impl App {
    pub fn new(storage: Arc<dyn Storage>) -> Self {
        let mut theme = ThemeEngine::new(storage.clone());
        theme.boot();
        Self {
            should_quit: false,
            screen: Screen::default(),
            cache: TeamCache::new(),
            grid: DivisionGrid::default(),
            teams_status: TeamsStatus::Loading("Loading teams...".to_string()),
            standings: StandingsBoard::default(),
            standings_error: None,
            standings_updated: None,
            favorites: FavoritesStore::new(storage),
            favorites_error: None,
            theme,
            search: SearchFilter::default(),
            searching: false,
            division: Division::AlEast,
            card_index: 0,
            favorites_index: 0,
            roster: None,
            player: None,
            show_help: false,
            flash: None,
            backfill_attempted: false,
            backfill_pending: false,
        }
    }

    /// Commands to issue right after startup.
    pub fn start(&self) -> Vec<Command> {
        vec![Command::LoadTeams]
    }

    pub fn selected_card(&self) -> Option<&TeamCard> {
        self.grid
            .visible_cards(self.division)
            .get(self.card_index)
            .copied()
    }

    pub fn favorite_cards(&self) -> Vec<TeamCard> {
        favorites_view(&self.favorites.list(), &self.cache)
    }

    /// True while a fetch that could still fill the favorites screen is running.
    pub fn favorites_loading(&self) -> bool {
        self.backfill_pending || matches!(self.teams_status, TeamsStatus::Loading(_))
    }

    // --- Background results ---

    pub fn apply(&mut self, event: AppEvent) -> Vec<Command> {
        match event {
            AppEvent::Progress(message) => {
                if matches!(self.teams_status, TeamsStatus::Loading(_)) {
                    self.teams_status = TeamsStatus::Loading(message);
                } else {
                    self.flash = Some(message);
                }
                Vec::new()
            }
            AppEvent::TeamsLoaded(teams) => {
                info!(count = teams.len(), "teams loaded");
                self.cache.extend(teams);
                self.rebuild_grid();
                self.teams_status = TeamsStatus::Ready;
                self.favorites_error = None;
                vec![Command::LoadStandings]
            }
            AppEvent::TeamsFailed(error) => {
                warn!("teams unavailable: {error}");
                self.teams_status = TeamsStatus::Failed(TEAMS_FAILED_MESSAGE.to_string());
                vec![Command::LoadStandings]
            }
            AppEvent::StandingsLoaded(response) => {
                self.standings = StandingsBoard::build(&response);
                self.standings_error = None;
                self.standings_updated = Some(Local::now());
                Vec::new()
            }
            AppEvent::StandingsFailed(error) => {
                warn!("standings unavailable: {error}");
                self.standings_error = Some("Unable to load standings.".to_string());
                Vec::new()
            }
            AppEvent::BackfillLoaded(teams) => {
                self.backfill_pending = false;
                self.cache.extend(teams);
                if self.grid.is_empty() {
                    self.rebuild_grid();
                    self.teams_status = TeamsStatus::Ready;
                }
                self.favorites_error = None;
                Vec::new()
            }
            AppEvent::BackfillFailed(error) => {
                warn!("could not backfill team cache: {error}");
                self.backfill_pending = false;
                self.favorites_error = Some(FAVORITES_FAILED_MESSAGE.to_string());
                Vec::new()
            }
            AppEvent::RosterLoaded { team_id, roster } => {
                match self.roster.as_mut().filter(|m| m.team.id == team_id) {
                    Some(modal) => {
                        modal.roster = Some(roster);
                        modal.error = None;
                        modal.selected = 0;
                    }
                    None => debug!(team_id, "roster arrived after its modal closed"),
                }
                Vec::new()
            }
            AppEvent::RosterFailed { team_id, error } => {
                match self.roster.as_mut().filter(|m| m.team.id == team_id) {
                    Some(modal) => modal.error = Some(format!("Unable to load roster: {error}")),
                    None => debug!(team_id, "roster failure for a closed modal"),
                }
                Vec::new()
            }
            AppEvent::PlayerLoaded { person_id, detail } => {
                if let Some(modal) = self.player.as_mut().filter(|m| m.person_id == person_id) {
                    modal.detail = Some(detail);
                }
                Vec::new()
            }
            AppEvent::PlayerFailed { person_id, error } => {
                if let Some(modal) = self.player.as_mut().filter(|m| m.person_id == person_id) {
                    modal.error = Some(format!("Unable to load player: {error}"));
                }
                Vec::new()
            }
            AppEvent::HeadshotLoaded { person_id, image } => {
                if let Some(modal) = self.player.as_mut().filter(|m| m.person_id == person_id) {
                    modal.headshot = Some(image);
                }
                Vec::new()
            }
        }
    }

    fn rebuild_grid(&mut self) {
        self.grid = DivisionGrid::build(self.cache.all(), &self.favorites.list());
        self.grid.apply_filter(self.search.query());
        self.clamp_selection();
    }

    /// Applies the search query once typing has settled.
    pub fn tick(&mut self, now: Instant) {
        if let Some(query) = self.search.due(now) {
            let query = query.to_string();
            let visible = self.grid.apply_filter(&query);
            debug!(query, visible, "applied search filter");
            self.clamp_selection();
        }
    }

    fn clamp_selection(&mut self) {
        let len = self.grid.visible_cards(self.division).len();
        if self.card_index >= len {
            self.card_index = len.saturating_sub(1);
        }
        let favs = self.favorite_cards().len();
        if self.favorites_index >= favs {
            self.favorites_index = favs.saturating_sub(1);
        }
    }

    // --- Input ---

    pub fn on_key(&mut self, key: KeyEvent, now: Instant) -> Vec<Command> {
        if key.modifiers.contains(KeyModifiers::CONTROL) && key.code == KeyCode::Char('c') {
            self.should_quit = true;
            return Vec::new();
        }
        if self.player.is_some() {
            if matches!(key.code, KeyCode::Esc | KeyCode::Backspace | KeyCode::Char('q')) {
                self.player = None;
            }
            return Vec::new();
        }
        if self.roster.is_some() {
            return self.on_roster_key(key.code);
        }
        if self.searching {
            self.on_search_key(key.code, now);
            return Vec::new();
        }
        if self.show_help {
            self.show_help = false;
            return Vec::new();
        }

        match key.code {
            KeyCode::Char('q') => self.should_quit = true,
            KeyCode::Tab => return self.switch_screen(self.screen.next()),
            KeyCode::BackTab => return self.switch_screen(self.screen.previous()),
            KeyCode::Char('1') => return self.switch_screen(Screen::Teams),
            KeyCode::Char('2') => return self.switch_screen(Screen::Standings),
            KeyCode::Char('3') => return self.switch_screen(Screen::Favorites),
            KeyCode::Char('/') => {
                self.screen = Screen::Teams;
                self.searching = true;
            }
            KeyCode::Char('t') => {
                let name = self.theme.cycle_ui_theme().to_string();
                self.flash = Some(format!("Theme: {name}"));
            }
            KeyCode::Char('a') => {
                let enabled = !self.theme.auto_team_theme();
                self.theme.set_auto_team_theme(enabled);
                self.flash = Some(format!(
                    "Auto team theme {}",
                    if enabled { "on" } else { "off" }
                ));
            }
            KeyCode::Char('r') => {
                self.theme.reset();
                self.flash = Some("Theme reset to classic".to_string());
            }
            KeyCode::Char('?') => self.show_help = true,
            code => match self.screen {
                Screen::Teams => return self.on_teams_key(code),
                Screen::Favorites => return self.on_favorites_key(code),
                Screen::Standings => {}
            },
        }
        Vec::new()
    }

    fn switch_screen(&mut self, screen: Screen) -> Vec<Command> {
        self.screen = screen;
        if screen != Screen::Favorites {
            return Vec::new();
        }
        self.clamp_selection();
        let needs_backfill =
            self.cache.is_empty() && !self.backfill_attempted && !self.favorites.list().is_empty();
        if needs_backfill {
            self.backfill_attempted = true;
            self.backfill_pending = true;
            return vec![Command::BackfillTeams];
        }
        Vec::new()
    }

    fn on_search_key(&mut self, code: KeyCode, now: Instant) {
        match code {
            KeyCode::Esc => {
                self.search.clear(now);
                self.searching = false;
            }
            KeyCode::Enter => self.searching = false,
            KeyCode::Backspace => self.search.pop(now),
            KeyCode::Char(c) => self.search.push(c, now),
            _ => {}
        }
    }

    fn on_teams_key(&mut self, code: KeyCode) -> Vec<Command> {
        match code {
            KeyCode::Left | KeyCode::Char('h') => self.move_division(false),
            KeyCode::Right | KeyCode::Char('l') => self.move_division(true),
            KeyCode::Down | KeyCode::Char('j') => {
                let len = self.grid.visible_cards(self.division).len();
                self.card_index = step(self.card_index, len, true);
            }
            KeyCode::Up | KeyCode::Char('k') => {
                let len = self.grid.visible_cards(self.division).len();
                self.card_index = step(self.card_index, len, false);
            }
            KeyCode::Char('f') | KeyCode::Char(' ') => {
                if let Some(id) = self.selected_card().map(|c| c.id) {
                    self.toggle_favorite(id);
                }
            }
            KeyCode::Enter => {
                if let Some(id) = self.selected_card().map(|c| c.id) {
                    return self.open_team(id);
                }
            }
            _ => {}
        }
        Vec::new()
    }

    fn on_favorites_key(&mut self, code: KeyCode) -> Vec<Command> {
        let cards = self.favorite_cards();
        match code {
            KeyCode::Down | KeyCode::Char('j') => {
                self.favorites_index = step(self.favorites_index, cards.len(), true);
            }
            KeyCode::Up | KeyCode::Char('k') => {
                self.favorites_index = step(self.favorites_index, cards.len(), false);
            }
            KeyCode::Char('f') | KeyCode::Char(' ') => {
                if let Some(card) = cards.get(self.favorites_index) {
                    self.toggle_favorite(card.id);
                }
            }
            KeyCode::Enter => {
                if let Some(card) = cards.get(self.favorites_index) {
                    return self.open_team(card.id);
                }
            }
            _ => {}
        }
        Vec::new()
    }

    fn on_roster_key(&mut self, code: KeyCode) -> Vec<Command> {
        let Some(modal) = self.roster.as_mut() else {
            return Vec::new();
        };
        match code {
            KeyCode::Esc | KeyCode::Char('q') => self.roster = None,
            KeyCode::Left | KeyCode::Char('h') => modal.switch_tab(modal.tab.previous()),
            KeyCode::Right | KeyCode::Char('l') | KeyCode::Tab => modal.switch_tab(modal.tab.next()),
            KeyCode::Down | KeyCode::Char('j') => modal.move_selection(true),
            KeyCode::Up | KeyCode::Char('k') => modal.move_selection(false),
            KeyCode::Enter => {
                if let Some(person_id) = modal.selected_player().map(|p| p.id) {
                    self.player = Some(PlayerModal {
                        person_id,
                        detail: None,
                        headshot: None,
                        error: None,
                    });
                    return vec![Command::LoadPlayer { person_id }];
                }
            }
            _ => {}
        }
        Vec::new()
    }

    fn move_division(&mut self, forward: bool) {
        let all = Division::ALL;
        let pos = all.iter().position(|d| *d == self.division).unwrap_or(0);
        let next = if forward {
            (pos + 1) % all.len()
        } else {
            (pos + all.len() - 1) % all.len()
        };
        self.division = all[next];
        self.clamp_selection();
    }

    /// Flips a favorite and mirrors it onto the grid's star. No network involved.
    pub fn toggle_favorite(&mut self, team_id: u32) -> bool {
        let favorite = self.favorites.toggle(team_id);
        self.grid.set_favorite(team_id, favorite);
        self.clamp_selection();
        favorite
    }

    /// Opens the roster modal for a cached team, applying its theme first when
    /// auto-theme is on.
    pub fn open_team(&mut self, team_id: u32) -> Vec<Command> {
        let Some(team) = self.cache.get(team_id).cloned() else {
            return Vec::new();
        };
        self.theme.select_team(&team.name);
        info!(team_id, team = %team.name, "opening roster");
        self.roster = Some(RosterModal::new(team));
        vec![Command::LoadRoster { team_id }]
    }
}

****************

* _TASK STATEMENT_
Copy the entries above exactly, but only from the line holding "fn on_favorites_key(&mut self, code: KeyCode)" through the line holding "self.player = Some(PlayerModal", both included.

* _REPLY TO THE EXERCISE_
    fn on_favorites_key(&mut self, code: KeyCode) -> Vec<Command> {
        let cards = self.favorite_cards();
        match code {
            KeyCode::Down | KeyCode::Char('j') => {
                self.favorites_index = step(self.favorites_index, cards.len(), true);
            }
            KeyCode::Up | KeyCode::Char('k') => {
                self.favorites_index = step(self.favorites_index, cards.len(), false);
            }
            KeyCode::Char('f') | KeyCode::Char(' ') => {
                if let Some(card) = cards.get(self.favorites_index) {
                    self.toggle_favorite(card.id);
                }
            }
            KeyCode::Enter => {
                if let Some(card) = cards.get(self.favorites_index) {
                    return self.open_team(card.id);
                }
            }
            _ => {}
        }
        Vec::new()
    }

    fn on_roster_key(&mut self, code: KeyCode) -> Vec<Command> {
        let Some(modal) = self.roster.as_mut() else {
            return Vec::new();
        };
        match code {
            KeyCode::Esc | KeyCode::Char('q') => self.roster = None,
            KeyCode::Left | KeyCode::Char('h') => modal.switch_tab(modal.tab.previous()),
            KeyCode::Right | KeyCode::Char('l') | KeyCode::Tab => modal.switch_tab(modal.tab.next()),
            KeyCode::Down | KeyCode::Char('j') => modal.move_selection(true),
            KeyCode::Up | KeyCode::Char('k') => modal.move_selection(false),
            KeyCode::Enter => {
                if let Some(person_id) = modal.selected_player().map(|p| p.id) {
                    self.player = Some(PlayerModal {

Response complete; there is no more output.